◆ **TASK DETAILS**: From the entries that follow, list every line in which the string "AgentProgressEntry" appears.

==========

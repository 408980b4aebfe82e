//! Per-project catalog extraction (spec §4.7): walks a project's
//! transcripts, derives plans/sub-agents/session manifests, and merges the
//! result into `<project>/.jacques/index.json` with plan deduplication by
//! `(title, content-hash)`.

use std::path::{Path, PathBuf};

use fs_err as fs;
use sha2::{Digest, Sha256};

use jacques_protocol::{
    CatalogPlan, ContextNoteRef, Mode, ProjectIndex, SessionManifestSummary, SubAgentRef, SubAgentType,
};

use crate::error::{Error, Result};
use crate::transcript::{detect_mode_and_plans, estimate_tokens, get_entry_statistics, parse_transcript, TranscriptEntry};

/// One transcript file discovered under the assistant's projects root for
/// a given project.
#[derive(Debug, Clone)]
pub struct TranscriptFile {
    pub session_id: String,
    pub path: PathBuf,
    pub modified_at_ms: i64,
}

#[derive(Debug, Clone, Default)]
pub struct ExtractProgress {
    pub total: usize,
    pub completed: usize,
    pub current: Option<String>,
    pub skipped: usize,
    pub errors: usize,
}

pub fn jacques_dir(project_path: &Path) -> PathBuf {
    project_path.join(".jacques")
}

pub fn index_path(project_path: &Path) -> PathBuf {
    jacques_dir(project_path).join("index.json")
}

pub fn load_project_index(project_path: &Path) -> ProjectIndex {
    fs::read_to_string(index_path(project_path))
        .ok()
        .and_then(|content| serde_json::from_str(&content).ok())
        .unwrap_or_default()
}

pub fn save_project_index(project_path: &Path, index: &ProjectIndex) -> Result<()> {
    let dir = jacques_dir(project_path);
    fs::create_dir_all(&dir).map_err(|e| Error::io("create .jacques dir", e))?;
    let path = index_path(project_path);
    let payload = serde_json::to_vec_pretty(index).map_err(|e| Error::json("serialize index", e))?;
    let tmp_path = path.with_extension("json.tmp");
    fs::write(&tmp_path, payload).map_err(|e| Error::io("write index", e))?;
    fs::rename(&tmp_path, &path).map_err(|e| Error::io("commit index", e))?;
    Ok(())
}

/// Extracts (or refreshes) one project's catalog. `on_progress` is invoked
/// once per transcript visited, whether or not it was re-extracted.
pub fn extract_project_catalog(
    project_path: &Path,
    transcripts: &[TranscriptFile],
    force: bool,
    now_ms: i64,
    mut on_progress: impl FnMut(&ExtractProgress),
) -> Result<ProjectIndex> {
    let mut index = load_project_index(project_path);
    let mut progress = ExtractProgress {
        total: transcripts.len(),
        ..ExtractProgress::default()
    };

    for transcript in transcripts {
        progress.current = Some(transcript.session_id.clone());

        let existing_manifest = index
            .sessions
            .iter()
            .find(|s| s.id == transcript.session_id)
            .cloned();

        let needs_extract = force
            || existing_manifest
                .as_ref()
                .map(|m| transcript.modified_at_ms > m.saved_at)
                .unwrap_or(true);

        if !needs_extract {
            progress.skipped += 1;
            progress.completed += 1;
            on_progress(&progress);
            continue;
        }

        match extract_one(&transcript.path) {
            Ok((entries, stats_total_tools, stats_total_messages)) => {
                let plans = detect_mode_and_plans(&entries);
                let mut plan_ids = Vec::new();

                for plan in &plans {
                    let text = plan_text_for(&entries, plan.message_index);
                    let hash = content_hash(&text);
                    let id = merge_plan(&mut index, &plan.title, &hash, &transcript.session_id, now_ms);
                    plan_ids.push(id);
                }

                let sub_agents = extract_sub_agents(&entries, &transcript.session_id);
                for agent in sub_agents {
                    if !index.sub_agents.iter().any(|a| a.id == agent.id) {
                        index.sub_agents.push(agent);
                    }
                }

                for note in extract_context_notes(&entries, project_path) {
                    if !index.context.iter().any(|c| c.id == note.id) {
                        index.context.push(note);
                    }
                }

                let (started_at, updated_at) = entry_time_bounds(&entries);
                let manifest = SessionManifestSummary {
                    id: transcript.session_id.clone(),
                    title: plans.first().map(|p| p.title.clone()),
                    started_at,
                    updated_at,
                    tool_call_count: stats_total_tools,
                    message_count: stats_total_messages,
                    mode: Mode::Default,
                    plan_ids,
                    saved_at: now_ms,
                };

                index.sessions.retain(|s| s.id != transcript.session_id);
                index.sessions.push(manifest);
            }
            Err(_) => progress.errors += 1,
        }

        progress.completed += 1;
        on_progress(&progress);
    }

    index.updated_at = now_ms;
    save_project_index(project_path, &index)?;
    Ok(index)
}

fn extract_one(path: &Path) -> Result<(Vec<TranscriptEntry>, usize, usize)> {
    let (entries, _stats) = parse_transcript(path)?;
    let stats = get_entry_statistics(&entries);
    let tool_calls = *stats.counts_by_kind.get("tool_call").unwrap_or(&0);
    Ok((entries, tool_calls, stats.total_entries))
}

fn entry_time_bounds(entries: &[TranscriptEntry]) -> (Option<i64>, Option<i64>) {
    let timestamps: Vec<i64> = entries
        .iter()
        .filter_map(|e| e.meta().timestamp.as_deref())
        .filter_map(|ts| chrono::DateTime::parse_from_rfc3339(ts).ok())
        .map(|dt| dt.timestamp_millis())
        .collect();

    (timestamps.iter().min().copied(), timestamps.iter().max().copied())
}

fn plan_text_for(entries: &[TranscriptEntry], message_index: usize) -> String {
    entries
        .get(message_index)
        .and_then(|e| e.searchable_text())
        .unwrap_or("")
        .to_string()
}

fn canonicalize_plan_text(text: &str) -> String {
    text.split_whitespace().collect::<Vec<_>>().join(" ")
}

pub fn content_hash(text: &str) -> String {
    let canonical = canonicalize_plan_text(text);
    let digest = Sha256::digest(canonical.as_bytes());
    format!("{:x}", digest)
}

/// Merges a detected plan into the project index, deduplicating by
/// `(title, content_hash)`. Returns the plan's catalog id.
fn merge_plan(index: &mut ProjectIndex, title: &str, hash: &str, session_id: &str, now_ms: i64) -> String {
    if let Some(existing) = index
        .plans
        .iter_mut()
        .find(|p| p.title == title && p.content_hash == hash)
    {
        if !existing.session_ids.iter().any(|s| s == session_id) {
            existing.session_ids.push(session_id.to_string());
        }
        existing.updated_at = now_ms;
        return existing.id.clone();
    }

    let filename = unique_filename(index, title);
    let id = format!("plan-{}", &hash[..12.min(hash.len())]);
    index.plans.push(CatalogPlan {
        id: id.clone(),
        title: title.to_string(),
        filename,
        content_hash: hash.to_string(),
        session_ids: vec![session_id.to_string()],
        created_at: now_ms,
        updated_at: now_ms,
    });
    id
}

fn unique_filename(index: &ProjectIndex, title: &str) -> String {
    let slug = slugify(title);
    let existing_with_title: Vec<&CatalogPlan> = index.plans.iter().filter(|p| p.title == title).collect();
    if existing_with_title.is_empty() {
        return format!("{}.md", slug);
    }
    format!("{}-{}.md", slug, existing_with_title.len() + 1)
}

fn slugify(title: &str) -> String {
    let slug: String = title
        .to_lowercase()
        .chars()
        .map(|c| if c.is_alphanumeric() { c } else { '-' })
        .collect();
    let collapsed = slug.split('-').filter(|s| !s.is_empty()).collect::<Vec<_>>().join("-");
    if collapsed.is_empty() {
        "plan".to_string()
    } else {
        collapsed
    }
}

/// Keyword buckets checked in order against a sub-agent's progress message;
/// first match wins, same tie-break convention as heading-pattern plan
/// detection. Anything matching neither bucket is `general`.
const SEARCH_KEYWORDS: &[&str] = &["web search", "websearch", "search the web", "search for"];
const EXPLORATION_KEYWORDS: &[&str] = &["explore", "investigat", "read ", "grep", "glob", "scan the"];

fn classify_sub_agent_type(message: Option<&str>) -> SubAgentType {
    let Some(message) = message else {
        return SubAgentType::General;
    };
    let lowered = message.to_lowercase();

    if SEARCH_KEYWORDS.iter().any(|kw| lowered.contains(kw)) {
        SubAgentType::Search
    } else if EXPLORATION_KEYWORDS.iter().any(|kw| lowered.contains(kw)) {
        SubAgentType::Exploration
    } else {
        SubAgentType::General
    }
}

/// Tool names treated as reading context into the session (spec §4.7:
/// "extract ... context notes"), as distinct from `Write`-sourced plan files.
fn is_context_read_tool(name: &str) -> bool {
    matches!(name.to_lowercase().as_str(), "read" | "notebookread")
}

fn extract_context_notes(entries: &[TranscriptEntry], project_path: &Path) -> Vec<ContextNoteRef> {
    entries
        .iter()
        .filter_map(|entry| {
            let TranscriptEntry::ToolCall(call) = entry else {
                return None;
            };
            if !is_context_read_tool(&call.tool_name) {
                return None;
            }
            let file_path = call.file_path.as_deref()?;
            let relative_path = Path::new(file_path)
                .strip_prefix(project_path)
                .map(|p| p.to_string_lossy().to_string())
                .unwrap_or_else(|_| file_path.to_string());
            let size_bytes = fs::metadata(file_path).map(|m| m.len()).unwrap_or(0);
            let hash = content_hash(file_path);

            Some(ContextNoteRef {
                id: format!("ctx-{}", &hash[..12.min(hash.len())]),
                name: Path::new(file_path)
                    .file_name()
                    .and_then(|n| n.to_str())
                    .unwrap_or(file_path)
                    .to_string(),
                relative_path,
                size_bytes,
                source: call.tool_name.to_lowercase(),
            })
        })
        .collect()
}

pub fn extract_sub_agents(entries: &[TranscriptEntry], session_id: &str) -> Vec<SubAgentRef> {
    entries
        .iter()
        .enumerate()
        .filter_map(|(index, entry)| {
            let TranscriptEntry::AgentProgress(progress) = entry else {
                return None;
            };
            let agent_id = progress.agent_id.clone()?;
            let message = progress.message.as_deref();
            let timestamp = progress
                .meta
                .timestamp
                .as_deref()
                .and_then(|ts| chrono::DateTime::parse_from_rfc3339(ts).ok())
                .map(|dt| dt.timestamp_millis())
                .unwrap_or(0);

            Some(SubAgentRef {
                id: agent_id,
                session_id: session_id.to_string(),
                agent_type: classify_sub_agent_type(message),
                title: message.map(str::to_string).unwrap_or_else(|| format!("sub-agent-{}", index)),
                token_cost: message.map(estimate_tokens).unwrap_or(0),
                result_count: None,
                timestamp,
            })
        })
        .collect()
}

#[cfg(test)]
mod tests {
    use super::*;

    #[test]
    fn content_hash_is_stable_across_whitespace_differences() {
        let a = content_hash("Implement the following plan:\n  step one\n  step two");
        let b = content_hash("Implement the following plan: step one step two");
        assert_eq!(a, b);
    }

    #[test]
    fn merge_plan_dedupes_identical_plans_across_sessions() {
        let mut index = ProjectIndex::default();
        let hash = content_hash("do the thing");
        let id1 = merge_plan(&mut index, "My Plan", &hash, "s1", 100);
        let id2 = merge_plan(&mut index, "My Plan", &hash, "s2", 200);

        assert_eq!(id1, id2);
        assert_eq!(index.plans.len(), 1);
        assert_eq!(index.plans[0].session_ids, vec!["s1", "s2"]);
        assert_eq!(index.plans[0].updated_at, 200);
    }

    #[test]
    fn classifies_sub_agent_type_from_progress_message() {
        assert_eq!(classify_sub_agent_type(Some("Running a web search for recent releases")), SubAgentType::Search);
        assert_eq!(classify_sub_agent_type(Some("Exploring the src/ directory for callers")), SubAgentType::Exploration);
        assert_eq!(classify_sub_agent_type(Some("Summarizing findings")), SubAgentType::General);
        assert_eq!(classify_sub_agent_type(None), SubAgentType::General);
    }

    #[test]
    fn extract_sub_agents_derives_token_cost_and_timestamp_from_the_entry() {
        use crate::transcript::entry::{AgentProgressEntry, EntryMeta};

        let entries = vec![TranscriptEntry::AgentProgress(AgentProgressEntry {
            meta: EntryMeta {
                timestamp: Some("2026-01-01T00:00:00Z".to_string()),
                uuid: None,
                parent_uuid: None,
            },
            agent_id: Some("agent-1".to_string()),
            message: Some("Exploring the codebase for usages".to_string()),
        })];

        let sub_agents = extract_sub_agents(&entries, "session-1");
        assert_eq!(sub_agents.len(), 1);
        assert_eq!(sub_agents[0].agent_type, SubAgentType::Exploration);
        assert!(sub_agents[0].token_cost > 0);
        assert_eq!(sub_agents[0].timestamp, 1767225600000);
    }

    #[test]
    fn extract_context_notes_picks_up_read_tool_calls_only() {
        use crate::transcript::entry::{EntryMeta, ToolCallEntry};

        let entries = vec![
            TranscriptEntry::ToolCall(ToolCallEntry {
                meta: EntryMeta::default(),
                tool_name: "Read".to_string(),
                input: None,
                file_path: Some("/repo/src/lib.rs".to_string()),
            }),
            TranscriptEntry::ToolCall(ToolCallEntry {
                meta: EntryMeta::default(),
                tool_name: "Bash".to_string(),
                input: None,
                file_path: None,
            }),
        ];

        let notes = extract_context_notes(&entries, Path::new("/repo"));
        assert_eq!(notes.len(), 1);
        assert_eq!(notes[0].name, "lib.rs");
        assert_eq!(notes[0].relative_path, "src/lib.rs");
        assert_eq!(notes[0].source, "read");
    }

    #[test]
    fn merge_plan_versions_filename_on_title_collision_with_different_text() {
        let mut index = ProjectIndex::default();
        merge_plan(&mut index, "My Plan", &content_hash("version a"), "s1", 100);
        merge_plan(&mut index, "My Plan", &content_hash("version b"), "s2", 100);

        assert_eq!(index.plans.len(), 2);
        assert_eq!(index.plans[0].filename, "my-plan.md");
        assert_eq!(index.plans[1].filename, "my-plan-2.md");
    }
}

==========

◆ **OUTPUT BELOW**:
        use crate::transcript::entry::{AgentProgressEntry, EntryMeta};
        let entries = vec![TranscriptEntry::AgentProgress(AgentProgressEntry {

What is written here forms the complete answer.